Friday, November 02, 2012
The Fetish of Choice
The idea that free choice of health care provider is some
kind of inalienable right, regardless of who pays the bills, looms as one of
the most important barriers to getting the cost of health care under control.
Although the system of delivering health care has changed a
great deal in recent times, medical practice remains at the center of it. Thus, changing the way medicine is practiced
has to be an essential element of any realistic attempt to restrain or reduce
the cost of health care. Physicians are
not likely to do that on their own. They
practice the way they do because, all things considered, it is the way they
believe works best for them and their patients.
But they would look at it differently if practicing the way
they do came to have adverse economic consequences for them,. If insurance companies were able to refuse to
pay physicians they determine to be wasteful, incompetent, or both, such
physicians would have a powerful incentive to improve.
But the principle of free choice prevents that from
happening. So long as insurance
companies have to pay whatever doctor the beneficiary chooses, a powerful tool
for change will be foregone.
Actually, free choice is not as important as it is made out
to be. When doctors die, retire or move
away, their patients have to find new ones.

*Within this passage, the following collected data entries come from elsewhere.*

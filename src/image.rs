//! Builds `update_image.tar.gz` from signed metadata and a rootfs copy.

use flate2::write::GzEncoder;
use std::collections::HashMap;
use std::fs::{self, File};
use std::os::unix::fs::MetadataExt;
use std::path::{Path, PathBuf};
use std::process;
use tar::{EntryType, Header, HeaderMode};
use tracing::{debug, info};
use walkdir::WalkDir;

use crate::config;
use crate::error::{Error, IoContext, Result};
use crate::manifest::{Jwt, Manifest};
use crate::rebuild::{self, Listings};
use crate::sign;

#[derive(Clone, Debug)]
pub struct ImageOptions {
    /// Bucket URL passed to `aws s3 sync` when no local source is given.
    pub s3_url: String,
    /// Already downloaded metadata and rootfs.
    pub src_dir: Option<PathBuf>,
    pub output: PathBuf,
    /// Check the metadata signature against this certificate when set.
    pub certificate: Option<PathBuf>,
    pub progress: bool,
}

impl ImageOptions {
    pub fn new<S: Into<String>>(s3_url: S, src_dir: Option<PathBuf>) -> Self {
        ImageOptions {
            s3_url: s3_url.into(),
            src_dir,
            output: PathBuf::from(config::UPDATE_IMAGE),
            certificate: None,
            progress: true,
        }
    }
}

/// Mirrors `s3_url` into `dst` with the AWS CLI.
pub fn s3_sync(s3_url: &str, dst: &Path) -> Result<()> {
    let mut command = process::Command::new("aws");
    command.arg("s3").arg("sync").arg(s3_url).arg(dst);

    debug!("{:?}", command);
    let status = command.status().at(Path::new("aws"))?;
    if !status.success() {
        return Err(Error::Command("aws", status));
    }
    Ok(())
}

/// Reads `metadata.jwt` from `dir`, checking its signature when a certificate
/// is given.
pub fn read_manifest(dir: &Path, certificate: Option<&Path>) -> Result<Manifest> {
    let path = dir.join(config::METADATA_JWT);
    let jwt: Jwt = fs::read_to_string(&path).at(&path)?.parse()?;
    match certificate {
        Some(certificate) => {
            let pem = fs::read_to_string(certificate).at(certificate)?;
            sign::verify(&jwt, &pem)
        }
        None => jwt.manifest(),
    }
}

/// Writes a gzip tar of `dir`. Symlinks are stored as links, and files that
/// share an inode are stored once followed by hard link entries.
pub fn write_tar_gz(dir: &Path, output: &Path) -> Result<()> {
    let file = File::create(output).at(output)?;
    let mut builder = tar::Builder::new(GzEncoder::new(file, flate2::Compression::default()));
    builder.follow_symlinks(false);

    let mut inodes: HashMap<(u64, u64), PathBuf> = HashMap::new();
    for entry_res in WalkDir::new(dir).min_depth(1).follow_links(false).sort_by_file_name() {
        let entry = entry_res.map_err(Error::Walk)?;
        let path = entry.path();
        let name = path.strip_prefix(dir).unwrap_or(path).to_owned();
        let metadata = entry.metadata().map_err(Error::Walk)?;

        if metadata.is_dir() {
            builder.append_dir(&name, path).at(path)?;
            continue;
        }
        if metadata.is_file() && metadata.nlink() > 1 {
            let key = (metadata.dev(), metadata.ino());
            if let Some(first) = inodes.get(&key) {
                debug!("{} is a hard link to {}", name.display(), first.display());
                let mut header = Header::new_gnu();
                header.set_metadata_in_mode(&metadata, HeaderMode::Complete);
                header.set_entry_type(EntryType::Link);
                header.set_size(0);
                builder.append_link(&mut header, &name, first).at(path)?;
                continue;
            }
            inodes.insert(key, name.clone());
        }
        builder.append_path_with_name(path, &name).at(path)?;
    }

    builder.into_inner().at(output)?.finish().at(output)?;
    Ok(())
}

pub fn build_image(options: &ImageOptions) -> Result<()> {
    let work = tempfile::tempdir().at(std::env::temp_dir())?;

    let src_dir = match &options.src_dir {
        Some(src_dir) => src_dir.clone(),
        None => {
            let dst = work.path().join("src");
            info!("syncing {} into {}", options.s3_url, dst.display());
            s3_sync(&options.s3_url, &dst)?;
            dst
        }
    };

    let manifest = read_manifest(&src_dir, options.certificate.as_deref())?;
    for file_ref in [&manifest.directory, &manifest.symlink, &manifest.regular] {
        file_ref.verify_in(&src_dir)?;
        debug!("{} matches {}", file_ref.file, file_ref.hash);
    }

    let listings = Listings {
        directory_file: src_dir.join(&manifest.directory.file),
        symlink_file: src_dir.join(&manifest.symlink.file),
        regular_file: src_dir.join(&manifest.regular.file),
    };
    let rootfs = work.path().join("rootfs");
    rebuild::rebuild(
        &rootfs,
        &src_dir.join(&manifest.rootfs_directory),
        &listings,
        options.progress,
    )?;

    write_tar_gz(&rootfs, &options.output)?;
    info!("wrote {}", options.output.display());
    Ok(())
}
/// Lists directories, symlinks and regular files below the target directory
/// and writes them in the metadata formats of [`crate::entry`].
pub fn generate(options: &GenerateOptions) -> Result<Summary> {
    let root = fs::canonicalize(&options.target_dir).at(&options.target_dir)?;
    info!("generating metadata for {}", root.display());

    let rules = match &options.ignore_file {
        Some(ignore_file) => IgnoreRules::from_file(&root, ignore_file)?,
        None => IgnoreRules::empty(&root)?,
    };

    let boot = root.join("boot");
    let stale_kernels: HashSet<PathBuf> = kernel::non_latest_kernels(&boot).at(&boot)?.into_iter().collect();
    for stale in &stale_kernels {
        info!("excluding old kernel {}", stale.display());
    }

    if let Some(compressed_dir) = &options.compressed_dir {
        let doomed = absolute(compressed_dir)?;
        if root.starts_with(&doomed) || absolute(&options.output_dir)?.starts_with(&doomed) {
            return Err(Error::UnsafeCompressedDir(compressed_dir.clone()));
        }
        if util::remove_path(compressed_dir)? {
            info!("removed stale {}", compressed_dir.display());
        }
    }

    let mut tree = Tree {
        root: root.clone(),
        nodes: BTreeMap::new(),
    };
    tree.walk(&rules, &stale_kernels)?;
    let rescued = tree.rescue_symlink_targets(&stale_kernels)?;
    if rescued > 0 {
        info!("kept {} ignored symlink targets", rescued);
    }

    fs::create_dir_all(&options.output_dir).at(&options.output_dir)?;
    let prefix = Path::new(&options.prefix);
    let mut summary = Summary::default();

    let mut directories = Vec::new();
    for (rel, metadata) in tree.paths(Kind::Directory) {
        let path = prefix.join(rel);
        entry::utf8_path("directory", &path)?;
        directories.push(
            DirectoryEntry {
                mode: metadata.mode() & 0o7777,
                uid: metadata.uid(),
                gid: metadata.gid(),
                path,
            }
            .to_string(),
        );
    }
    summary.directories = directories.len();
    write_lines(&options.output_dir.join(&options.directory_file), directories)?;

    let mut symlinks = Vec::new();
    for (rel, metadata) in tree.paths(Kind::Symlink) {
        let link = root.join(rel);
        let target = fs::read_link(&link).at(&link)?;
        let link = prefix.join(rel);
        entry::utf8_path("symlink", &link)?;
        entry::utf8_path("symlink", &target)?;
        symlinks.push(
            SymlinkEntry {
                mode: metadata.mode() & 0o7777,
                uid: metadata.uid(),
                gid: metadata.gid(),
                link,
                target,
            }
            .to_string(),
        );
    }
    summary.symlinks = symlinks.len();
    write_lines(&options.output_dir.join(&options.symlink_file), symlinks)?;

    let mut compressor = match &options.compressed_dir {
        Some(dir) => {
            fs::create_dir_all(dir).at(dir)?;
            Some(Compressor {
                options,
                dir,
                kept: HashMap::new(),
            })
        }
        None => None,
    };

    let mut regulars = Vec::new();
    for (rel, metadata) in tree.paths(Kind::Regular) {
        let listed = prefix.join(rel);
        entry::utf8_path("regular file", &listed)?;
        let path = root.join(rel);
        let sha256 = util::file_sha256(&path)?;
        let size = metadata.len();
        let compress_alg = match compressor.as_mut() {
            Some(compressor) => compressor.compress(&path, &sha256, size)?,
            None => None,
        };
        if compress_alg.is_some() {
            summary.compressed += 1;
        }
        let nlink = metadata.nlink();
        regulars.push(
            RegularEntry {
                mode: metadata.mode() & 0o7777,
                uid: metadata.uid(),
                gid: metadata.gid(),
                nlink,
                sha256,
                path: listed,
                size: Some(size),
                inode: (nlink > 1).then(|| metadata.ino()),
                compress_alg,
            }
            .to_string(),
        );
        summary.total_regular_size += size;
    }
    summary.regulars = regulars.len();
    write_lines(&options.output_dir.join(&options.regular_file), regulars)?;

    let total_path = options.output_dir.join(&options.total_regular_size_file);
    fs::write(&total_path, summary.total_regular_size.to_string()).at(&total_path)?;

    info!(
        "{} directories, {} symlinks, {} regular files ({} bytes, {} compressed)",
        summary.directories, summary.symlinks, summary.regulars, summary.total_regular_size, summary.compressed
    );

    Ok(summary)
}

People move from one town to another and have to change physicians. When patients go to the emergency room, they
are cared for by whichever physician happens to be on duty at the time. If they get admitted to the hospital as
medical patients, they may well be treated by a hospitalist physician they do
not select. There are few complaints
about any of these things.
But if their insurance company asks them to change doctors
it is considered a violation of a right that politicians of every stripe
promise to protect.
It’s another example of how cost control in health care
requires culture change.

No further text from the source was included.